City Council wants to end a three-year-old information-sharing agreement with federal immigration authorities, saying cooperation meant to root out criminals is creating fear of police by undocumented, but otherwise law-abiding, immigrants.

City Council wants to end a three-year-old information-sharing agreement with federal immigration authorities, saying cooperation meant to root out criminals is creating fear of police by undocumented, but otherwise law-abiding, immigrants.

On Thursday, Council voted, 17-0, for a nonbinding resolution to end an agreement with U.S. Immigration and Customs Enforcement, the main investigative arm of the U.S. Department of Homeland Security.

That agreement, first signed in 2008, gives ICE agents access to city arrest data. The city amended the agreement last year to exclude witness and victim information.

Mayor Nutter, District Attorney Seth Williams, and the First Judicial District must sign off on the agreement, which expires Aug. 31.

Council members James F. Kenney and Maria Quiñones Sánchez oppose all aspects of ICE's "Secure Communities" program, in which fingerprints of arrestees in Philadelphia are matched against ICE's immigration databases. The program's stated targets are dangerous criminals.

Governors in Illinois, Massachusetts, and New York have stopped participating in Secure Communities, voicing similar objections.

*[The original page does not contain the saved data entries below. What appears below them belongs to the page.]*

//! The per-user certificate store and certificate acquisition.
//!
//! Layout:
//!
//! ```text
//! <store dir>/                      (0700)
//! ├── LocalSign-SelfSigned.crt      PEM certificate
//! ├── LocalSign-SelfSigned.key      PEM PKCS#8 private key (0600)
//! ├── LocalSign-OneTime-a8Zk31Qp.crt
//! └── LocalSign-OneTime-a8Zk31Qp.key
//! ```

use std::fmt;
use std::fs;
use std::io::{self, Write};
use std::path::{Path, PathBuf};
use std::sync::Arc;

use rand::Rng;
use rand::distr::Alphanumeric;
use tracing::{debug, info, warn};

use crate::backend::{InstallLocation, SigningBackend};
use crate::cert::params::{CertificationRequestInfo, Validity};
use crate::cert::{Certificate, SigningCertificate};
use crate::error::{Error, Result};
use crate::key::{DEFAULT_KEY_BITS, KeyPair};

/// Subject of the reusable identity used when no name is given.
pub const DEFAULT_SUBJECT: &str = "LocalSign-SelfSigned";
/// Subject prefix marking a certificate as ephemeral.
pub const ONE_TIME_PREFIX: &str = "LocalSign-OneTime";
/// Marker recognised as "created by this tool" in signatures without an
/// embedded certificate.
pub const NAMING_CONVENTION: &str = "LocalSign";
/// Length of the random part of a one-time subject.
pub const ONE_TIME_SUFFIX_LEN: usize = 8;
/// Lifetime of generated certificates.
pub const VALIDITY_YEARS: i32 = 3;
/// Environment variable overriding the store directory.
pub const STORE_DIR_ENV: &str = "SELFSIGN_CERT_DIR";

const APP_DIR: &str = "selfsign-path-tool";

/// Resolves the directory holding the certificate store.
pub trait StoreLocation: Send + Sync + fmt::Debug {
    fn certificate_dir(&self) -> Result<PathBuf>;
}

/// The real per-user location: `$SELFSIGN_CERT_DIR`, else
/// `<data dir>/selfsign-path-tool/certificates`, else a directory under the
/// system temp dir.
#[derive(Debug, Clone, Copy, Default)]
pub struct UserStoreLocation;

impl StoreLocation for UserStoreLocation {
    fn certificate_dir(&self) -> Result<PathBuf> {
        if let Some(dir) = std::env::var_os(STORE_DIR_ENV).filter(|d| !d.is_empty()) {
            return Ok(PathBuf::from(dir));
        }
        Ok(match dirs::data_dir() {
            Some(data) => data.join(APP_DIR).join("certificates"),
            None => std::env::temp_dir().join(format!("{APP_DIR}-certificates")),
        })
    }
}

/// A store pinned to one directory.
#[derive(Debug, Clone)]
pub struct FixedStoreLocation(pub PathBuf);

impl StoreLocation for FixedStoreLocation {
    fn certificate_dir(&self) -> Result<PathBuf> {
        Ok(self.0.clone())
    }
}

/// How to obtain the signing certificate for a run.
#[derive(Debug, Clone, PartialEq, Eq)]
pub enum AcquireMode {
    /// Reuse `<subject>.crt`/`<subject>.key` from the store, creating them
    /// on first use.
    Named(String),
    /// Load a certificate and key supplied by the user.
    External { cert_file: PathBuf, key_file: PathBuf },
    /// Generate a throwaway identity eligible for erasure.
    OneTime,
}

/// Where an acquired certificate came from.
#[derive(Debug)]
pub enum CertificateOrigin {
    /// Loaded unchanged from the store.
    Reused,
    /// Newly generated under a reusable name; `installation` is the result
    /// of the trust-store install attempted right after generation.
    Generated {
        installation: std::result::Result<InstallLocation, String>,
    },
    /// Newly generated under the one-time prefix.
    OneTime,
    /// Loaded from user-supplied files.
    External,
}

#[derive(Debug)]
pub struct AcquiredCertificate {
    pub certificate: SigningCertificate,
    pub origin: CertificateOrigin,
}

impl AcquiredCertificate {
    pub fn is_ephemeral(&self) -> bool {
        matches!(self.origin, CertificateOrigin::OneTime)
    }
}

/// True for subjects created under the one-time naming convention.
pub fn is_ephemeral_subject(subject: &str) -> bool {
    subject
        .strip_prefix(ONE_TIME_PREFIX)
        .is_some_and(|rest| rest.starts_with('-'))
}

/// Rejects subjects that cannot double as a file stem in the store, or that
/// would be mistaken for an ephemeral identity.
pub fn validate_subject(subject: &str) -> Result<()> {
    if subject.trim().is_empty() {
        return Err(Error::Configuration("certificate name must not be empty".into()));
    }
    if subject == "." || subject == ".." || subject.contains(['/', '\\', '\0']) {
        return Err(Error::Configuration(format!(
            "certificate name '{subject}' cannot be used as a file name"
        )));
    }
    if is_ephemeral_subject(subject) {
        return Err(Error::Configuration(format!(
            "certificate name '{subject}' uses the reserved prefix '{ONE_TIME_PREFIX}-'"
        )));
    }
    Ok(())
}

/// A fresh one-time subject, `LocalSign-OneTime-<8 alphanumerics>`.
pub fn one_time_subject() -> String {
    let suffix: String = rand::rng()
        .sample_iter(&Alphanumeric)
        .take(ONE_TIME_SUFFIX_LEN)
        .map(char::from)
        .collect();
    format!("{ONE_TIME_PREFIX}-{suffix}")
}

/// Generate a self-issued code signing certificate for `subject`.
pub fn generate(subject: &str) -> Result<SigningCertificate> {
    let key = KeyPair::generate_rsa(DEFAULT_KEY_BITS)?;
    let info = CertificationRequestInfo::code_signing(subject, key.public_key());
    let cert = Certificate::new_self_signed(&info, &key, Validity::for_years(VALIDITY_YEARS))?;
    Ok(SigningCertificate {
        subject: subject.to_string(),
        cert,
        key,
    })
}

/// Load a certificate/key pair from PEM files.
pub fn load_from_files(cert_file: &Path, key_file: &Path) -> Result<SigningCertificate> {
    let cert_pem = fs::read_to_string(cert_file).map_err(|e| {
        Error::CertificateError(format!(
            "failed to read certificate file {}: {e}",
            cert_file.display()
        ))
    })?;
    let cert = Certificate::from_pem(&cert_pem).map_err(|e| {
        Error::CertificateError(format!(
            "failed to parse certificate from {}: {e}",
            cert_file.display()
        ))
    })?;
    let key_pem = zeroize::Zeroizing::new(fs::read_to_string(key_file).map_err(|e| {
        Error::CertificateError(format!("failed to read key file {}: {e}", key_file.display()))
    })?);
    let key = KeyPair::import_from_pem(&key_pem).map_err(|e| {
        Error::CertificateError(format!(
            "failed to parse private key from {}: {e}",
            key_file.display()
        ))
    })?;
    SigningCertificate::new(cert, key)
}

/// Locates, creates, loads and persists signing identities.
#[derive(Debug, Clone)]
pub struct CertificateStore {
    location: Arc<dyn StoreLocation>,
    backend: Arc<dyn SigningBackend>,
}

impl CertificateStore {
    pub fn new(location: Arc<dyn StoreLocation>, backend: Arc<dyn SigningBackend>) -> Self {
        Self { location, backend }
    }

    /// The store directory, created owner-only if missing.
    pub fn directory(&self) -> Result<PathBuf> {
        let dir = self.location.certificate_dir()?;
        if !dir.is_dir() {
            create_private_dir(&dir)?;
            debug!(dir = %dir.display(), "created certificate store");
        }
        Ok(dir)
    }

    pub fn cert_path(&self, subject: &str) -> Result<PathBuf> {
        Ok(self.directory()?.join(format!("{subject}.crt")))
    }

    pub fn key_path(&self, subject: &str) -> Result<PathBuf> {
        Ok(self.directory()?.join(format!("{subject}.key")))
    }

    /// Load `<subject>.crt`/`<subject>.key`. A pair with a half missing or
    /// unparsable is reported as absent.
    pub fn load(&self, subject: &str) -> Result<Option<SigningCertificate>> {
        let cert_path = self.cert_path(subject)?;
        let key_path = self.key_path(subject)?;
        if !cert_path.is_file() || !key_path.is_file() {
            return Ok(None);
        }
        match load_from_files(&cert_path, &key_path) {
            Ok(mut certificate) => {
                certificate.subject = subject.to_string();
                Ok(Some(certificate))
            }
            Err(e) => {
                warn!(subject, error = %e, "ignoring unusable stored certificate");
                Ok(None)
            }
        }
    }

    /// Write the certificate (PEM) and private key (PEM PKCS#8, owner-only).
    pub fn save(&self, certificate: &SigningCertificate) -> Result<()> {
        let cert_path = self.cert_path(&certificate.subject)?;
        let key_path = self.key_path(&certificate.subject)?;
        fs::write(&cert_path, certificate.cert.to_pem()?)?;
        let key_pem = certificate.key.export_pkcs8_pem()?;
        write_private_file(&key_path, key_pem.as_bytes())?;
        debug!(dir = %cert_path.parent().unwrap_or(Path::new("")).display(), subject = %certificate.subject, "saved certificate files");
        Ok(())
    }

    /// Obtain the certificate for a run. Every failure other than a
    /// configuration problem is reported as `CertAcquisitionFailed`.
    pub fn acquire(&self, mode: &AcquireMode) -> Result<AcquiredCertificate> {
        let acquired = match mode {
            AcquireMode::Named(subject) => {
                validate_subject(subject)?;
                self.acquire_named(subject)
            }
            AcquireMode::External {
                cert_file,
                key_file,
            } => load_from_files(cert_file, key_file).map(|certificate| {
                info!(subject = %certificate.subject, "using certificate from {}", cert_file.display());
                AcquiredCertificate {
                    certificate,
                    origin: CertificateOrigin::External,
                }
            }),
            AcquireMode::OneTime => self.acquire_one_time(),
        };
        acquired.map_err(|e| match e {
            Error::Configuration(_) | Error::CertAcquisitionFailed(_) => e,
            other => Error::CertAcquisitionFailed(other.to_string()),
        })
    }

    fn acquire_named(&self, subject: &str) -> Result<AcquiredCertificate> {
        if let Some(certificate) = self.load(subject)? {
            info!(subject, "using existing certificate");
            return Ok(AcquiredCertificate {
                certificate,
                origin: CertificateOrigin::Reused,
            });
        }

        info!(subject, "creating new self-signed certificate");
        let certificate = generate(subject)?;
        if let Err(e) = self.save(&certificate) {
            warn!(subject, error = %e, "failed to save certificate to disk");
        }
        let installation = self
            .backend
            .install_to_trust_store(&certificate.cert)
            .map_err(|e| e.to_string());
        match &installation {
            Ok(location) => info!(%location, "certificate installed to trust store"),
            Err(reason) => warn!(%reason, "certificate created but not installed to trust store"),
        }
        Ok(AcquiredCertificate {
            certificate,
            origin: CertificateOrigin::Generated { installation },
        })
    }

    fn acquire_one_time(&self) -> Result<AcquiredCertificate> {
        let subject = one_time_subject();
        info!(subject = %subject, "generating one-time certificate");
        let certificate = generate(&subject)?;
        if let Err(e) = self.save(&certificate) {
            warn!(subject = %subject, error = %e, "failed to save certificate to disk");
        }
        Ok(AcquiredCertificate {
            certificate,
            origin: CertificateOrigin::OneTime,
        })
    }
}

#[cfg(unix)]
fn create_private_dir(dir: &Path) -> io::Result<()> {
    use std::os::unix::fs::DirBuilderExt;
    fs::DirBuilder::new().recursive(true).mode(0o700).create(dir)
}

#[cfg(not(unix))]
fn create_private_dir(dir: &Path) -> io::Result<()> {
    fs::create_dir_all(dir)
}

#[cfg(unix)]
fn write_private_file(path: &Path, contents: &[u8]) -> io::Result<()> {
    use std::os::unix::fs::{OpenOptionsExt, PermissionsExt};
    let mut file = fs::OpenOptions::new()
        .write(true)
        .create(true)
        .truncate(true)
        .mode(0o600)
        .open(path)?;
    // mode() only applies on creation
    file.set_permissions(fs::Permissions::from_mode(0o600))?;
    file.write_all(contents)?;
    file.sync_all()
}

#[cfg(not(unix))]
fn write_private_file(path: &Path, contents: &[u8]) -> io::Result<()> {
    let mut file = fs::File::create(path)?;
    file.write_all(contents)?;
    file.sync_all()
}

#[cfg(test)]
mod tests {
    use super::*;

    #[test]
    fn one_time_subjects_are_ephemeral_and_distinct() {
        let a = one_time_subject();
        let b = one_time_subject();
        assert!(is_ephemeral_subject(&a));
        assert_eq!(a.len(), ONE_TIME_PREFIX.len() + 1 + ONE_TIME_SUFFIX_LEN);
        assert_ne!(a, b);
        assert!(!is_ephemeral_subject(DEFAULT_SUBJECT));
        assert!(!is_ephemeral_subject("LocalSign-OneTimeX"));
    }

    #[test]
    fn subject_validation() {
        assert!(validate_subject(DEFAULT_SUBJECT).is_ok());
        assert!(validate_subject("My Custom Cert").is_ok());
        for bad in ["", "  ", "..", "a/b", "a\\b", "LocalSign-OneTime-abc"] {
            assert!(
                matches!(validate_subject(bad), Err(Error::Configuration(_))),
                "{bad:?} should be rejected"
            );
        }
    }

    #[test]
    fn user_location_honours_override() {
        // Only reads the variable; other tests pass explicit locations.
        let dir = UserStoreLocation.certificate_dir().unwrap();
        match std::env::var_os(STORE_DIR_ENV) {
            Some(value) if !value.is_empty() => assert_eq!(dir, PathBuf::from(value)),
            _ => assert!(dir.ends_with("certificates") || dir.ends_with("selfsign-path-tool-certificates")),
        }
    }
}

Recently released federal data showed that 348 of 583 suspects turned over to ICE by Philadelphia police were never convicted of a crime, according to Sánchez's office.

That has thrown up a wall between immigrants and the police, when victims fear reporting crimes for fear of being deported, advocates say.

Williams, through a spokeswoman, reiterated his support for the deal. Everett Gillison, deputy mayor for public safety, said the administration would "review how things have worked out over the past year."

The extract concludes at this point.